TO DO: Go through the data underneath and copy every line exactly.

• • • • • • •

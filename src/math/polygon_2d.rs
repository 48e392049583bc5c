use super::Point2;

/// Computes the signed area of a polygon (shoelace formula).
///
/// Positive for counter-clockwise, negative for clockwise.
#[must_use]
pub fn signed_area(points: &[Point2]) -> f64 {
    let n = points.len();
    if n < 3 {
        return 0.0;
    }
    let mut sum = 0.0;
    for i in 0..n {
        let j = (i + 1) % n;
        sum += points[i].x * points[j].y - points[j].x * points[i].y;
    }
    sum * 0.5
}

/// Computes the enclosed area of a polygon, regardless of winding.
#[must_use]
pub fn area(points: &[Point2]) -> f64 {
    signed_area(points).abs()
}

/// Computes the total edge length of a closed polygon, including the
/// closing edge from the last point back to the first.
#[must_use]
pub fn perimeter(points: &[Point2]) -> f64 {
    let n = points.len();
    if n < 2 {
        return 0.0;
    }
    let mut sum = 0.0;
    for i in 0..n {
        let j = (i + 1) % n;
        sum += (points[j] - points[i]).norm();
    }
    sum
}

/// Computes the arithmetic mean of the polygon vertices.
///
/// Returns the origin for an empty slice.
#[must_use]
#[allow(clippy::cast_precision_loss)]
pub fn centroid(points: &[Point2]) -> Point2 {
    if points.is_empty() {
        return Point2::origin();
    }
    let mut sum = Point2::origin();
    for p in points {
        sum.x += p.x;
        sum.y += p.y;
    }
    let n = points.len() as f64;
    Point2::new(sum.x / n, sum.y / n)
}

/// Tests whether a point lies inside a polygon (even-odd ray cast).
///
/// Points exactly on an edge may land on either side.
#[must_use]
pub fn point_in_polygon(points: &[Point2], p: Point2) -> bool {
    let n = points.len();
    if n < 3 {
        return false;
    }
    let mut inside = false;
    let mut j = n - 1;
    for i in 0..n {
        let (a, b) = (points[i], points[j]);
        if ((a.y < p.y && b.y >= p.y) || (b.y < p.y && a.y >= p.y))
            && a.x + (p.y - a.y) / (b.y - a.y) * (b.x - a.x) < p.x
        {
            inside = !inside;
        }
        j = i;
    }
    inside
}

/// Returns the axis-aligned bounding box of a point set as `(min, max)`.
///
/// Returns `None` for an empty slice.
#[must_use]
pub fn bounding_box(points: &[Point2]) -> Option<(Point2, Point2)> {
    let first = points.first()?;
    let mut min = *first;
    let mut max = *first;
    for p in &points[1..] {
        min.x = min.x.min(p.x);
        min.y = min.y.min(p.y);
        max.x = max.x.max(p.x);
        max.y = max.y.max(p.y);
    }
    Some((min, max))
}

#[cfg(test)]
#[allow(clippy::unwrap_used)]
mod tests {
    use super::*;
    use crate::math::TOLERANCE;

    fn p(x: f64, y: f64) -> Point2 {
        Point2::new(x, y)
    }

    #[test]
    fn signed_area_ccw_square() {
        let pts = vec![p(0.0, 0.0), p(1.0, 0.0), p(1.0, 1.0), p(0.0, 1.0)];
        assert!((signed_area(&pts) - 1.0).abs() < TOLERANCE);
    }

    #[test]
    fn signed_area_cw_square() {
        let pts = vec![p(0.0, 0.0), p(0.0, 1.0), p(1.0, 1.0), p(1.0, 0.0)];
        assert!((signed_area(&pts) + 1.0).abs() < TOLERANCE);
    }

    #[test]
    fn signed_area_degenerate() {
        assert!(signed_area(&[p(0.0, 0.0)]).abs() < TOLERANCE);
        assert!(signed_area(&[]).abs() < TOLERANCE);
    }

    #[test]
    fn area_ignores_winding() {
        let ccw = vec![p(0.0, 0.0), p(4.0, 0.0), p(4.0, 4.0), p(0.0, 4.0)];
        let cw = vec![p(0.0, 0.0), p(0.0, 4.0), p(4.0, 4.0), p(4.0, 0.0)];
        assert!((area(&ccw) - 16.0).abs() < TOLERANCE);
        assert!((area(&cw) - 16.0).abs() < TOLERANCE);
    }

    #[test]
    fn area_l_shape() {
        let pts = vec![
            p(0.0, 0.0),
            p(4.0, 0.0),
            p(4.0, 2.0),
            p(2.0, 2.0),
            p(2.0, 4.0),
            p(0.0, 4.0),
        ];
        assert!((area(&pts) - 12.0).abs() < TOLERANCE);
    }

    #[test]
    fn perimeter_square() {
        let pts = vec![p(0.0, 0.0), p(4.0, 0.0), p(4.0, 4.0), p(0.0, 4.0)];
        assert!((perimeter(&pts) - 16.0).abs() < TOLERANCE);
    }

    #[test]
    fn perimeter_includes_closing_edge() {
        let pts = vec![p(0.0, 0.0), p(3.0, 0.0), p(3.0, 4.0)];
        // 3 + 4 + 5
        assert!((perimeter(&pts) - 12.0).abs() < TOLERANCE);
    }

    #[test]
    fn centroid_square() {
        let pts = vec![p(0.0, 0.0), p(4.0, 0.0), p(4.0, 4.0), p(0.0, 4.0)];
        let c = centroid(&pts);
        assert!((c.x - 2.0).abs() < TOLERANCE);
        assert!((c.y - 2.0).abs() < TOLERANCE);
    }

    #[test]
    fn centroid_empty() {
        let c = centroid(&[]);
        assert!(c.x.abs() < TOLERANCE);
        assert!(c.y.abs() < TOLERANCE);
    }

    #[test]
    fn point_in_polygon_square() {
        let pts = vec![p(0.0, 0.0), p(4.0, 0.0), p(4.0, 4.0), p(0.0, 4.0)];
        assert!(point_in_polygon(&pts, p(2.0, 2.0)));
        assert!(!point_in_polygon(&pts, p(5.0, 2.0)));
        assert!(!point_in_polygon(&pts, p(-1.0, 2.0)));
    }

    #[test]
    fn point_in_polygon_concave_notch() {
        let pts = vec![
            p(0.0, 0.0),
            p(4.0, 0.0),
            p(4.0, 2.0),
            p(2.0, 2.0),
            p(2.0, 4.0),
            p(0.0, 4.0),
        ];
        assert!(point_in_polygon(&pts, p(1.0, 3.0)));
        // inside the cut-away quadrant of the L
        assert!(!point_in_polygon(&pts, p(3.0, 3.0)));
    }

    #[test]
    fn bounding_box_basic() {
        let pts = vec![p(1.0, 2.0), p(-1.0, 5.0), p(3.0, 0.5)];
        let (min, max) = bounding_box(&pts).unwrap();
        assert!((min.x + 1.0).abs() < TOLERANCE);
        assert!((min.y - 0.5).abs() < TOLERANCE);
        assert!((max.x - 3.0).abs() < TOLERANCE);
        assert!((max.y - 5.0).abs() < TOLERANCE);
    }

    #[test]
    fn bounding_box_empty() {
        assert!(bounding_box(&[]).is_none());
    }
}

• • • • • • •

EXERCISE RESPONSE:
filename src/math/polygon_2d.rs
repository 48e392049583bc5c
use super::Point2;

/// Computes the signed area of a polygon (shoelace formula).
///
/// Positive for counter-clockwise, negative for clockwise.
#[must_use]
pub fn signed_area(points: &[Point2]) -> f64 {
    let n = points.len();
    if n < 3 {
        return 0.0;
    }
    let mut sum = 0.0;
    for i in 0..n {
        let j = (i + 1) % n;
        sum += points[i].x * points[j].y - points[j].x * points[i].y;
    }
    sum * 0.5
}

/// Computes the enclosed area of a polygon, regardless of winding.
#[must_use]
pub fn area(points: &[Point2]) -> f64 {
    signed_area(points).abs()
}

/// Computes the total edge length of a closed polygon, including the
/// closing edge from the last point back to the first.
#[must_use]
pub fn perimeter(points: &[Point2]) -> f64 {
    let n = points.len();
    if n < 2 {
        return 0.0;
    }
    let mut sum = 0.0;
    for i in 0..n {
        let j = (i + 1) % n;
        sum += (points[j] - points[i]).norm();
    }
    sum
}

/// Computes the arithmetic mean of the polygon vertices.
///
/// Returns the origin for an empty slice.
#[must_use]
#[allow(clippy::cast_precision_loss)]
pub fn centroid(points: &[Point2]) -> Point2 {
    if points.is_empty() {
        return Point2::origin();
    }
    let mut sum = Point2::origin();
    for p in points {
        sum.x += p.x;
        sum.y += p.y;
    }
    let n = points.len() as f64;
    Point2::new(sum.x / n, sum.y / n)
}

/// Tests whether a point lies inside a polygon (even-odd ray cast).
///
/// Points exactly on an edge may land on either side.
#[must_use]
pub fn point_in_polygon(points: &[Point2], p: Point2) -> bool {
    let n = points.len();
    if n < 3 {
        return false;
    }
    let mut inside = false;
    let mut j = n - 1;
    for i in 0..n {
        let (a, b) = (points[i], points[j]);
        if ((a.y < p.y && b.y >= p.y) || (b.y < p.y && a.y >= p.y))
            && a.x + (p.y - a.y) / (b.y - a.y) * (b.x - a.x) < p.x
        {
            inside = !inside;
        }
        j = i;
    }
    inside
}

/// Returns the axis-aligned bounding box of a point set as `(min, max)`.
///
/// Returns `None` for an empty slice.
#[must_use]
pub fn bounding_box(points: &[Point2]) -> Option<(Point2, Point2)> {
    let first = points.first()?;
    let mut min = *first;
    let mut max = *first;
    for p in &points[1..] {
        min.x = min.x.min(p.x);
        min.y = min.y.min(p.y);
        max.x = max.x.max(p.x);
        max.y = max.y.max(p.y);
    }
    Some((min, max))
}

#[cfg(test)]
#[allow(clippy::unwrap_used)]
mod tests {
    use super::*;
    use crate::math::TOLERANCE;

    fn p(x: f64, y: f64) -> Point2 {
        Point2::new(x, y)
    }

    #[test]
    fn signed_area_ccw_square() {
        let pts = vec![p(0.0, 0.0), p(1.0, 0.0), p(1.0, 1.0), p(0.0, 1.0)];
        assert!((signed_area(&pts) - 1.0).abs() < TOLERANCE);
    }

    #[test]
    fn signed_area_cw_square() {
        let pts = vec![p(0.0, 0.0), p(0.0, 1.0), p(1.0, 1.0), p(1.0, 0.0)];
        assert!((signed_area(&pts) + 1.0).abs() < TOLERANCE);
    }

    #[test]
    fn signed_area_degenerate() {
        assert!(signed_area(&[p(0.0, 0.0)]).abs() < TOLERANCE);
        assert!(signed_area(&[]).abs() < TOLERANCE);
    }

    #[test]
    fn area_ignores_winding() {
        let ccw = vec![p(0.0, 0.0), p(4.0, 0.0), p(4.0, 4.0), p(0.0, 4.0)];
        let cw = vec![p(0.0, 0.0), p(0.0, 4.0), p(4.0, 4.0), p(4.0, 0.0)];
        assert!((area(&ccw) - 16.0).abs() < TOLERANCE);
        assert!((area(&cw) - 16.0).abs() < TOLERANCE);
    }

    #[test]
    fn area_l_shape() {
        let pts = vec![
            p(0.0, 0.0),
            p(4.0, 0.0),
            p(4.0, 2.0),
            p(2.0, 2.0),
            p(2.0, 4.0),
            p(0.0, 4.0),
        ];
        assert!((area(&pts) - 12.0).abs() < TOLERANCE);
    }

    #[test]
    fn perimeter_square() {
        let pts = vec![p(0.0, 0.0), p(4.0, 0.0), p(4.0, 4.0), p(0.0, 4.0)];
        assert!((perimeter(&pts) - 16.0).abs() < TOLERANCE);
    }

    #[test]
    fn perimeter_includes_closing_edge() {
        let pts = vec![p(0.0, 0.0), p(3.0, 0.0), p(3.0, 4.0)];
        // 3 + 4 + 5
        assert!((perimeter(&pts) - 12.0).abs() < TOLERANCE);
    }

    #[test]
    fn centroid_square() {
        let pts = vec![p(0.0, 0.0), p(4.0, 0.0), p(4.0, 4.0), p(0.0, 4.0)];
        let c = centroid(&pts);
        assert!((c.x - 2.0).abs() < TOLERANCE);
        assert!((c.y - 2.0).abs() < TOLERANCE);
    }

    #[test]
    fn centroid_empty() {
        let c = centroid(&[]);
        assert!(c.x.abs() < TOLERANCE);
        assert!(c.y.abs() < TOLERANCE);
    }

    #[test]
    fn point_in_polygon_square() {
        let pts = vec![p(0.0, 0.0), p(4.0, 0.0), p(4.0, 4.0), p(0.0, 4.0)];
        assert!(point_in_polygon(&pts, p(2.0, 2.0)));
        assert!(!point_in_polygon(&pts, p(5.0, 2.0)));
        assert!(!point_in_polygon(&pts, p(-1.0, 2.0)));
    }

    #[test]
    fn point_in_polygon_concave_notch() {
        let pts = vec![
            p(0.0, 0.0),
            p(4.0, 0.0),
            p(4.0, 2.0),
            p(2.0, 2.0),
            p(2.0, 4.0),
            p(0.0, 4.0),
        ];
        assert!(point_in_polygon(&pts, p(1.0, 3.0)));
        // inside the cut-away quadrant of the L
        assert!(!point_in_polygon(&pts, p(3.0, 3.0)));
    }

    #[test]
    fn bounding_box_basic() {
        let pts = vec![p(1.0, 2.0), p(-1.0, 5.0), p(3.0, 0.5)];
        let (min, max) = bounding_box(&pts).unwrap();
        assert!((min.x + 1.0).abs() < TOLERANCE);
        assert!((min.y - 0.5).abs() < TOLERANCE);
        assert!((max.x - 3.0).abs() < TOLERANCE);
        assert!((max.y - 5.0).abs() < TOLERANCE);
    }

    #[test]
    fn bounding_box_empty() {
        assert!(bounding_box(&[]).is_none());
    }
}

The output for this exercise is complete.